What the task asks:
Look through the material below and copy every line containing the word "crate".
=== Given information ===
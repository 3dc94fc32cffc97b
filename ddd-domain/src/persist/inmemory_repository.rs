//! 内存版聚合仓储（InMemoryAggregateRepository）
//!
//! 以 `DashMap` 按聚合标识保存事件流（`SerializedEvent`）：
//! - `save`：序列化事件并追加到事件流，要求首个新事件版本紧接当前流末尾；
//! - `load`：反序列化事件流并依次重放，重建聚合。
//!
//! 典型用途：测试环境、示例与本地开发。
//!
use super::{AggregateRepository, SerializedEvent, deserialize_events, serialize_events};
use crate::{
    aggregate::Aggregate,
    domain_event::{EventContext, EventEnvelope},
    entity::Entity,
    error::DomainError,
    value_object::Version,
};
use async_trait::async_trait;
use dashmap::DashMap;
use dashmap::mapref::entry::Entry;
use std::marker::PhantomData;

pub struct InMemoryAggregateRepository<A> {
    streams: DashMap<String, Vec<SerializedEvent>>,
    _marker: PhantomData<fn() -> A>,
}

impl<A> Default for InMemoryAggregateRepository<A> {
    fn default() -> Self {
        Self {
            streams: DashMap::new(),
            _marker: PhantomData,
        }
    }
}

impl<A> InMemoryAggregateRepository<A> {
    pub fn new() -> Self {
        Self::default()
    }

    /// 指定聚合的已持久化事件（只读副本）
    pub fn events(&self, aggregate_id: &str) -> Vec<SerializedEvent> {
        self.streams
            .get(aggregate_id)
            .map(|s| s.clone())
            .unwrap_or_default()
    }

    /// 已持久化的聚合数量
    pub fn len(&self) -> usize {
        self.streams.iter().filter(|s| !s.is_empty()).count()
    }

    pub fn is_empty(&self) -> bool {
        self.len() == 0
    }
}

#[async_trait]
impl<A> AggregateRepository<A> for InMemoryAggregateRepository<A>
where
    A: Aggregate,
    A::Error: From<DomainError>,
{
    async fn load(&self, aggregate_id: &A::Id) -> Result<Option<A>, A::Error> {
        let stream = self.events(&aggregate_id.to_string());
        if stream.is_empty() {
            return Ok(None);
        }

        let envelopes = deserialize_events::<A>(&stream)?;

        let mut aggregate = A::new(aggregate_id.clone(), Version::new());
        for env in &envelopes {
            aggregate.apply(&env.payload);
        }

        Ok(Some(aggregate))
    }

    async fn save(
        &self,
        aggregate: &A,
        events: Vec<A::Event>,
        context: EventContext,
    ) -> Result<Vec<EventEnvelope<A>>, A::Error> {
        let envelopes: Vec<EventEnvelope<A>> = events
            .into_iter()
            .map(|e| EventEnvelope::new(aggregate.id(), e, context.clone()))
            .collect();

        if envelopes.is_empty() {
            return Ok(envelopes);
        }

        let serialized = serialize_events(&envelopes)?;

        let key = aggregate.id().to_string();
        let first = serialized[0].aggregate_version();

        // 版本检查与追加在同一个分片锁内完成；冲突时不创建空事件流
        match self.streams.entry(key.clone()) {
            Entry::Occupied(mut stream) => {
                let current = stream
                    .get()
                    .last()
                    .map(|e| e.aggregate_version())
                    .unwrap_or(0);
                if first != current + 1 {
                    return Err(version_conflict(key, current, first).into());
                }
                stream.get_mut().extend(serialized);
            }
            Entry::Vacant(slot) => {
                if first != 1 {
                    return Err(version_conflict(key, 0, first).into());
                }
                slot.insert(serialized);
            }
        }

        tracing::debug!(
            aggregate_type = A::TYPE,
            aggregate_id = %key,
            count = envelopes.len(),
            "events appended"
        );

        Ok(envelopes)
    }
}

fn version_conflict(aggregate_id: String, current: usize, actual: usize) -> DomainError {
    DomainError::VersionConflict {
        aggregate_id,
        expected: current + 1,
        actual,
    }
}

#[cfg(test)]
mod tests {
    use super::*;
    use crate::domain_event::DomainEvent;
    use serde::{Deserialize, Serialize};

    #[derive(Debug, Default)]
    struct Note {
        id: String,
        version: Version,
        text: String,
    }

    impl Entity for Note {
        type Id = String;

        fn new(aggregate_id: Self::Id, version: Version) -> Self {
            Self {
                id: aggregate_id,
                version,
                ..Default::default()
            }
        }

        fn id(&self) -> &Self::Id {
            &self.id
        }

        fn version(&self) -> Version {
            self.version
        }
    }

    #[derive(Debug, Clone, PartialEq, Serialize, Deserialize)]
    enum NoteEvent {
        Written {
            id: String,
            aggregate_version: Version,
            text: String,
        },
    }

    impl DomainEvent for NoteEvent {
        fn event_id(&self) -> &str {
            match self {
                NoteEvent::Written { id, .. } => id,
            }
        }

        fn event_type(&self) -> &str {
            "NoteEvent.Written"
        }

        fn event_version(&self) -> usize {
            1
        }

        fn aggregate_version(&self) -> Version {
            match self {
                NoteEvent::Written {
                    aggregate_version, ..
                } => *aggregate_version,
            }
        }
    }

    impl Aggregate for Note {
        const TYPE: &'static str = "note";
        type Event = NoteEvent;
        type Error = DomainError;

        fn apply(&mut self, event: &Self::Event) {
            match event {
                NoteEvent::Written {
                    aggregate_version,
                    text,
                    ..
                } => {
                    self.text = text.clone();
                    self.version = *aggregate_version;
                }
            }
        }
    }

    fn written(version: usize, text: &str) -> NoteEvent {
        NoteEvent::Written {
            id: ulid::Ulid::new().to_string(),
            aggregate_version: Version::from_value(version),
            text: text.into(),
        }
    }

    #[tokio::test]
    async fn save_then_load_replays_events() {
        let repo = InMemoryAggregateRepository::<Note>::new();
        let note = Note::new("n-1".to_string(), Version::new());

        let ctx = EventContext::builder()
            .maybe_correlation_id(Some("cor-1".into()))
            .build();
        let envs = repo
            .save(&note, vec![written(1, "hello"), written(2, "world")], ctx)
            .await
            .unwrap();
        assert_eq!(envs.len(), 2);
        assert_eq!(envs[0].metadata.aggregate_type(), "note");
        assert_eq!(envs[0].context.correlation_id(), Some("cor-1"));

        let loaded = repo.load(&"n-1".to_string()).await.unwrap().unwrap();
        assert_eq!(loaded.text, "world");
        assert_eq!(loaded.version().value(), 2);
        assert_eq!(repo.events("n-1").len(), 2);
        assert_eq!(repo.len(), 1);
    }

    #[tokio::test]
    async fn load_unknown_returns_none() {
        let repo = InMemoryAggregateRepository::<Note>::new();
        assert!(repo.load(&"missing".to_string()).await.unwrap().is_none());
        assert!(repo.is_empty());
    }

    #[tokio::test]
    async fn saving_same_creation_twice_conflicts() {
        let repo = InMemoryAggregateRepository::<Note>::new();
        let note = Note::new("n-2".to_string(), Version::new());

        repo.save(&note, vec![written(1, "a")], EventContext::default())
            .await
            .unwrap();
        let err = repo
            .save(&note, vec![written(1, "b")], EventContext::default())
            .await
            .unwrap_err();
        match err {
            DomainError::VersionConflict {
                expected, actual, ..
            } => {
                assert_eq!(expected, 2);
                assert_eq!(actual, 1);
            }
            other => panic!("unexpected {other:?}"),
        }
        assert_eq!(repo.events("n-2").len(), 1);
    }

    #[tokio::test]
    async fn empty_save_is_noop() {
        let repo = InMemoryAggregateRepository::<Note>::new();
        let note = Note::new("n-3".to_string(), Version::new());
        let envs = repo
            .save(&note, vec![], EventContext::default())
            .await
            .unwrap();
        assert!(envs.is_empty());
        assert!(repo.is_empty());
    }

    #[tokio::test]
    async fn conflict_on_unknown_aggregate_leaves_no_stream() {
        let repo = InMemoryAggregateRepository::<Note>::new();
        let note = Note::new("n-4".to_string(), Version::new());

        let err = repo
            .save(&note, vec![written(2, "skipped")], EventContext::default())
            .await
            .unwrap_err();
        assert!(matches!(
            err,
            DomainError::VersionConflict {
                expected: 1,
                actual: 2,
                ..
            }
        ));
        assert!(!repo.streams.contains_key("n-4"));
        assert!(repo.is_empty());
    }
}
===
Result:
use crate::{
    use crate::domain_event::DomainEvent;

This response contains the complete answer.